World J Gastrointest Endosc. 2016 Jan 25;8(2):56-66. doi: 10.4253/wjge.v8.i2.56.

Abstract

Esophageal achalasia in children is rare but ultimately requires endoscopic or surgical treatment. Historically, Heller esophagomyotomy has been recommended as the treatment of choice. The refinement of minimally invasive techniques has shifted the trend of treatment toward laparoscopic Heller myotomy (LHM) in adults and children with achalasia. A review of the available literature on LHM performed in patients < 18 years of age was conducted. The pediatric LHM experience is limited to one multi-institutional and several single-institutional retrospective studies.
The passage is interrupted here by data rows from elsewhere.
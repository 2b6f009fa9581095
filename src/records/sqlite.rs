/// SQLite record repository
///
/// Lists are stored as JSON text, timestamps as RFC 3339 text.
use async_trait::async_trait;
use rusqlite::{params, Connection, OptionalExtension, Row};
use std::path::Path;
use std::sync::{Arc, Mutex, MutexGuard};
use tracing::info;

use super::filter::{ModalityFilter, RecordFilter};
use super::model::{Modality, RecordRow};
use super::repository::RecordRepository;
use crate::error::{PipelineError, Result};

const SCHEMA: &str = include_str!("../../migrations/001_records.sql");

const COLUMNS: &str = "id, user_id, type, confidence_score, diagnosis, details, recommendations, \
                       urgency, symptoms, transcription, created_at";

pub struct SqliteRepository {
    conn: Arc<Mutex<Connection>>,
}

impl SqliteRepository {
    /// Open (or create) the database at `db_path` and ensure the schema exists
    pub fn open(db_path: impl AsRef<Path>) -> Result<Self> {
        let db_path = db_path.as_ref();
        if let Some(parent) = db_path.parent() {
            std::fs::create_dir_all(parent)?;
        }
        info!("Opening record database: {}", db_path.display());
        Self::with_connection(Connection::open(db_path)?)
    }

    pub fn in_memory() -> Result<Self> {
        Self::with_connection(Connection::open_in_memory()?)
    }

    fn with_connection(conn: Connection) -> Result<Self> {
        conn.execute_batch(SCHEMA)?;
        Ok(Self {
            conn: Arc::new(Mutex::new(conn)),
        })
    }

    fn conn(&self) -> Result<MutexGuard<'_, Connection>> {
        self.conn
            .lock()
            .map_err(|_| PipelineError::StorageUnavailable("database lock poisoned".to_string()))
    }
}

fn modality_from_sql(value: &str) -> rusqlite::Result<Modality> {
    match value {
        "image" => Ok(Modality::Image),
        "voice" => Ok(Modality::Voice),
        other => Err(rusqlite::Error::InvalidColumnType(
            2,
            other.to_string(),
            rusqlite::types::Type::Text,
        )),
    }
}

fn json_column<T: serde::de::DeserializeOwned>(index: usize, text: &str) -> rusqlite::Result<T> {
    serde_json::from_str(text).map_err(|e| {
        rusqlite::Error::FromSqlConversionFailure(index, rusqlite::types::Type::Text, Box::new(e))
    })
}

fn read_row(row: &Row<'_>) -> rusqlite::Result<RecordRow> {
    let modality: String = row.get(2)?;
    let recommendations: String = row.get(6)?;
    let symptoms: Option<String> = row.get(8)?;

    Ok(RecordRow {
        id: row.get(0)?,
        user_id: row.get(1)?,
        modality: modality_from_sql(&modality)?,
        confidence_score: row.get(3)?,
        diagnosis: row.get(4)?,
        details: row.get(5)?,
        recommendations: json_column(6, &recommendations)?,
        urgency: row.get(7)?,
        symptoms: symptoms.map(|text| json_column(8, &text)).transpose()?,
        transcription: row.get(9)?,
        created_at: row.get(10)?,
    })
}

#[async_trait]
impl RecordRepository for SqliteRepository {
    async fn upsert(&self, user_id: &str, row: RecordRow) -> Result<()> {
        let recommendations = serde_json::to_string(&row.recommendations)?;
        let symptoms = row.symptoms.as_ref().map(serde_json::to_string).transpose()?;

        let conn = self.conn()?;
        // A conflicting id owned by someone else leaves the row alone and changes nothing
        let changed = conn.execute(
            "INSERT INTO diagnostic_records (id, user_id, type, confidence_score, diagnosis,
                 details, recommendations, urgency, symptoms, transcription, created_at)
             VALUES (?1, ?2, ?3, ?4, ?5, ?6, ?7, ?8, ?9, ?10, ?11)
             ON CONFLICT(id) DO UPDATE SET
                 type = excluded.type,
                 confidence_score = excluded.confidence_score, diagnosis = excluded.diagnosis,
                 details = excluded.details, recommendations = excluded.recommendations,
                 urgency = excluded.urgency, symptoms = excluded.symptoms,
                 transcription = excluded.transcription, created_at = excluded.created_at
             WHERE diagnostic_records.user_id = excluded.user_id",
            params![
                row.id,
                user_id,
                row.modality.label(),
                row.confidence_score,
                row.diagnosis,
                row.details,
                recommendations,
                row.urgency,
                symptoms,
                row.transcription,
                row.created_at,
            ],
        )?;
        if changed == 0 {
            return Err(PipelineError::OwnerMismatch { record_id: row.id });
        }
        Ok(())
    }

    async fn select(&self, user_id: &str, filter: &RecordFilter) -> Result<Vec<RecordRow>> {
        let modality = match filter.modality {
            ModalityFilter::All => None,
            ModalityFilter::Image => Some(Modality::Image.label()),
            ModalityFilter::Voice => Some(Modality::Voice.label()),
        };

        let conn = self.conn()?;
        let mut stmt = conn.prepare(&format!(
            "SELECT {} FROM diagnostic_records
             WHERE user_id = ?1
               AND (?2 IS NULL OR type = ?2)
               AND (?3 IS NULL OR confidence_score >= ?3)
             ORDER BY created_at DESC",
            COLUMNS
        ))?;
        let rows = stmt.query_map(params![user_id, modality, filter.min_confidence], read_row)?;

        // Text matching stays in Rust so case folding is Unicode-aware
        let mut records = Vec::new();
        for row in rows {
            let row = row?;
            if filter.matches_row(&row) {
                records.push(row);
            }
        }
        Ok(records)
    }

    async fn find(&self, user_id: &str, id: &str) -> Result<Option<RecordRow>> {
        let conn = self.conn()?;
        let row = conn
            .query_row(
                &format!(
                    "SELECT {} FROM diagnostic_records WHERE user_id = ?1 AND id = ?2",
                    COLUMNS
                ),
                params![user_id, id],
                read_row,
            )
            .optional()?;
        Ok(row)
    }

    fn name(&self) -> &str {
        "sqlite"
    }
}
Available data suggest that LHM is safe and effective. There is a paucity of evidence on the need for and superiority of concurrent antireflux procedures. In addition, a more complete portrayal of complications and long-term (> 5 years) outcomes is needed. Due to the infrequency of achalasia in children, these characteristics are unlikely to be defined without collaboration between multiple pediatric surgery centers. The introduction of peroral endoscopic myotomy and single-incision techniques, continue the trend of innovative approaches that may eventually become the standard of care.

Keywords: Achalasia; Esophagomyotomy; Heller myotomy; Laparoscopy; Outcomes.